Search the records below for the string "ImageLoadError" and copy each line where it turns up.

- - - -

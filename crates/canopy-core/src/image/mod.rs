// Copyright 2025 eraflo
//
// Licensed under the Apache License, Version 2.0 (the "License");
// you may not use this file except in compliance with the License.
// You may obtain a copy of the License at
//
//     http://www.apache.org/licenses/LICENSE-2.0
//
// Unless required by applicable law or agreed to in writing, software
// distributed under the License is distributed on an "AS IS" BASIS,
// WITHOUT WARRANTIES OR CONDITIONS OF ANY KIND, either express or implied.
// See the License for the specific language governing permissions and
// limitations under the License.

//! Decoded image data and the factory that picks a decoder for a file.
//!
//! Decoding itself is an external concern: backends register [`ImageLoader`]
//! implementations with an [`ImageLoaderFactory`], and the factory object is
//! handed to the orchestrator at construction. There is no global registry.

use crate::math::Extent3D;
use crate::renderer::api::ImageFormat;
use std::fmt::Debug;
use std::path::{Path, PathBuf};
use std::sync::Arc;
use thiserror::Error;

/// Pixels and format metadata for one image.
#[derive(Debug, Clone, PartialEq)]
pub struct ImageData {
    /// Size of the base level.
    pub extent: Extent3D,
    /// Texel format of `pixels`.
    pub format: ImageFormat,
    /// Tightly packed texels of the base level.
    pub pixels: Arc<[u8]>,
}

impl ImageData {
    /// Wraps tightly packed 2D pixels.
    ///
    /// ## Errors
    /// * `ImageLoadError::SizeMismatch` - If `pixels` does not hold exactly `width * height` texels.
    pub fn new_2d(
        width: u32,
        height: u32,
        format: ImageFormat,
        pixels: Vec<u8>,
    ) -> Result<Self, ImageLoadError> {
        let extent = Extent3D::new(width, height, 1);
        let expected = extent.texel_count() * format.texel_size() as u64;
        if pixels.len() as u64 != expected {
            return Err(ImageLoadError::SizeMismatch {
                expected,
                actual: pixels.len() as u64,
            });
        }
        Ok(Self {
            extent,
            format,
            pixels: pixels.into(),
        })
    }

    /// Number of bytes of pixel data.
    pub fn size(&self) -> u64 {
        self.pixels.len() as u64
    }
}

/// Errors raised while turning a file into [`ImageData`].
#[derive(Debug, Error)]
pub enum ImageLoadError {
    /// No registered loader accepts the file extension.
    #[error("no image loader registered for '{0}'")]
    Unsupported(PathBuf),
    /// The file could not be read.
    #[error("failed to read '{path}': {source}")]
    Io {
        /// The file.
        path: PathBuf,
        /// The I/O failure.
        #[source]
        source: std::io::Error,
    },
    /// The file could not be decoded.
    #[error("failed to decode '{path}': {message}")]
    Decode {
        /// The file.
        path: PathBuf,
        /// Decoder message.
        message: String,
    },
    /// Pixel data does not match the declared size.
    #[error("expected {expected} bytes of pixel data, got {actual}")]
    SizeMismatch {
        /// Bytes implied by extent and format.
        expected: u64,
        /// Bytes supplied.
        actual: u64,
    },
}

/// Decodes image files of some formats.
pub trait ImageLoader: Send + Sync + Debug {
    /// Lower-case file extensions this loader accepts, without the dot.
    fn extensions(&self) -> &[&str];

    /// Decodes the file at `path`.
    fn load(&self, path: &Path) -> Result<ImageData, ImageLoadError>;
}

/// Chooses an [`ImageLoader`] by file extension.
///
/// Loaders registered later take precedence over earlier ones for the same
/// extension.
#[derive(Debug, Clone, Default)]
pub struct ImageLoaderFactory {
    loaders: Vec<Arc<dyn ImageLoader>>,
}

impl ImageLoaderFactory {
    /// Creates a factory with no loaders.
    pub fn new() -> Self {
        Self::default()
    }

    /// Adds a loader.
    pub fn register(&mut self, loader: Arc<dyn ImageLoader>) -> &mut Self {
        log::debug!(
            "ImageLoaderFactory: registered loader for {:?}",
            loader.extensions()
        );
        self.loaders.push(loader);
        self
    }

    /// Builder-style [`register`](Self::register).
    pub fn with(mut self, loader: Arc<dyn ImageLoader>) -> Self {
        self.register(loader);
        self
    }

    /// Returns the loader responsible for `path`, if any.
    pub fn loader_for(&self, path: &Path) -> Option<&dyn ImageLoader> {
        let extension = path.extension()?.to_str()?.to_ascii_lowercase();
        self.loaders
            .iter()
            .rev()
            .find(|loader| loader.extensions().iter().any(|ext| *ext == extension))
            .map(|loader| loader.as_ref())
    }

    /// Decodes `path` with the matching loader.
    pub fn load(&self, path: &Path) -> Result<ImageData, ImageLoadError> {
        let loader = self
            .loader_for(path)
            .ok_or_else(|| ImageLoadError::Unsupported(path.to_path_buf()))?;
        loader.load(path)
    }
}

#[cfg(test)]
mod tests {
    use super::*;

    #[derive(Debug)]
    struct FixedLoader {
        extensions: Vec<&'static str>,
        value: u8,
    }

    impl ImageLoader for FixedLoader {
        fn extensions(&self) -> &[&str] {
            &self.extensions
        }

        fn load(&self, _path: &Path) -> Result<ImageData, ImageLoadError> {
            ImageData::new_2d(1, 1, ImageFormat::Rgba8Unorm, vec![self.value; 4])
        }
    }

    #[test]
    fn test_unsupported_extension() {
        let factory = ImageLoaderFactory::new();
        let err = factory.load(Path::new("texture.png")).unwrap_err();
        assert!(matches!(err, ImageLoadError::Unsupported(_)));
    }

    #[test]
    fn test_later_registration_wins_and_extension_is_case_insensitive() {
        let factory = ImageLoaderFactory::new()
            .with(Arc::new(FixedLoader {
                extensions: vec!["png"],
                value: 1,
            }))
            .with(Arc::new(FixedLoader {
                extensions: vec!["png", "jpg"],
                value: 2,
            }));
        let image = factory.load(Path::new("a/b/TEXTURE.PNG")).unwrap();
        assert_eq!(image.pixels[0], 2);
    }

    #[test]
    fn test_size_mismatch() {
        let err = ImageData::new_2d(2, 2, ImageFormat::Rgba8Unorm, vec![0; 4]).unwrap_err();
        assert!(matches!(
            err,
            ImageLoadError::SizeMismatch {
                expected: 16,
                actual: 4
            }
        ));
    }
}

- - - -

§ **Exercise solution**
    /// * `ImageLoadError::SizeMismatch` - If `pixels` does not hold exactly `width * height` texels.
    ) -> Result<Self, ImageLoadError> {
            return Err(ImageLoadError::SizeMismatch {
pub enum ImageLoadError {
    fn load(&self, path: &Path) -> Result<ImageData, ImageLoadError>;
    pub fn load(&self, path: &Path) -> Result<ImageData, ImageLoadError> {
            .ok_or_else(|| ImageLoadError::Unsupported(path.to_path_buf()))?;
        fn load(&self, _path: &Path) -> Result<ImageData, ImageLoadError> {
        assert!(matches!(err, ImageLoadError::Unsupported(_)));
            ImageLoadError::SizeMismatch {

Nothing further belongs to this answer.